WORK INSTRUCTIONS.
Show, from the entries below, every line in which "seen" appears.
+===+
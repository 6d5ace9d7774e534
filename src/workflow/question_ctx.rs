//! 题目处理上下文
//!
//! 封装"我正在处理哪个作业的第几题"这一信息，仅用于日志

use std::fmt::Display;

/// 题目处理上下文
#[derive(Debug, Clone)]
pub struct QuestionCtx {
    /// 作业ID
    pub job_id: String,

    /// 题目在作业中的位置（从1开始）
    pub position: usize,

    /// 作业题目总数
    pub total: usize,

    /// 处理该题的通道编号
    pub lane: usize,
}

impl QuestionCtx {
    /// 创建新的题目上下文
    pub fn new(job_id: impl Into<String>, position: usize, total: usize, lane: usize) -> Self {
        Self {
            job_id: job_id.into(),
            position,
            total,
            lane,
        }
    }

    /// 日志中使用的短作业ID
    pub fn short_job_id(&self) -> &str {
        self.job_id.get(..8).unwrap_or(&self.job_id)
    }
}

impl Display for QuestionCtx {
    fn fmt(&self, f: &mut std::fmt::Formatter<'_>) -> std::fmt::Result {
        write!(
            f,
            "[作业 {} 题目 {}/{} 通道#{}]",
            self.short_job_id(),
            self.position,
            self.total,
            self.lane
        )
    }
}
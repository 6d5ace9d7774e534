use std::collections::HashMap;
use std::io::Read;
use std::path::Path;

use tokio::fs;

use crate::error::{AppError, AppResult};
use crate::models::question::Question;

/// 从 CSV 文件加载题目
///
/// 文件需要包含 `Id` 和 `Question` 两列（列名不区分大小写）
pub async fn load_questions(csv_path: &Path) -> AppResult<Vec<Question>> {
    let content = fs::read(csv_path)
        .await
        .map_err(|e| AppError::file_read_failed(csv_path.display().to_string(), e))?;

    let questions = parse_questions(content.as_slice())?;
    tracing::info!(
        "成功加载 {} 个题目: {}",
        questions.len(),
        csv_path.file_name().unwrap_or_default().to_string_lossy()
    );
    Ok(questions)
}

/// 解析题目 CSV，保持行顺序
///
/// - 题目为空的行会被跳过
/// - Id 为空时使用行号（从 1 开始）
/// - 同一文件内 Id 不能重复，报错时给出两行的行号
pub fn parse_questions<R: Read>(reader: R) -> AppResult<Vec<Question>> {
    let mut csv_reader = csv::ReaderBuilder::new()
        .trim(csv::Trim::All)
        .flexible(true)
        .from_reader(reader);

    let headers = csv_reader
        .headers()
        .map_err(|e| AppError::invalid_csv(format!("无法读取表头: {}", e)))?
        .clone();

    let id_col = find_column(&headers, "id");
    let question_col = find_column(&headers, "question");
    let (id_col, question_col) = match (id_col, question_col) {
        (Some(id), Some(question)) => (id, question),
        _ => {
            return Err(AppError::invalid_csv("CSV 必须包含 'Id' 和 'Question' 两列"));
        }
    };

    let mut questions = Vec::new();
    // Id -> (首次出现的行号, 是否由行号补齐)
    let mut seen: HashMap<String, (usize, bool)> = HashMap::new();

    for (index, record) in csv_reader.records().enumerate() {
        let row = index + 1;
        let record =
            record.map_err(|e| AppError::invalid_csv(format!("第 {} 行解析失败: {}", row, e)))?;

        let text = record.get(question_col).unwrap_or_default();
        if text.is_empty() {
            tracing::warn!("跳过第 {} 行: 题目为空", row);
            continue;
        }

        let (id, filled) = match record.get(id_col) {
            Some(id) if !id.is_empty() => (id.to_string(), false),
            _ => (row.to_string(), true),
        };

        if let Some(&(first_row, first_filled)) = seen.get(&id) {
            let hint = if filled || first_filled {
                "（空 Id 以行号代替）"
            } else {
                ""
            };
            return Err(AppError::invalid_csv(format!(
                "第 {} 行的 Id {} 与第 {} 行重复{}",
                row, id, first_row, hint
            )));
        }
        seen.insert(id.clone(), (row, filled));

        questions.push(Question::new(id, text));
    }

    Ok(questions)
}

fn find_column(headers: &csv::StringRecord, name: &str) -> Option<usize> {
    headers
        .iter()
        .position(|h| h.trim().trim_start_matches('\u{feff}').eq_ignore_ascii_case(name))
}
+===+
WRITTEN RESPONSE.
    let mut seen: HashMap<String, (usize, bool)> = HashMap::new();
        if let Some(&(first_row, first_filled)) = seen.get(&id) {
        seen.insert(id.clone(), (row, filled));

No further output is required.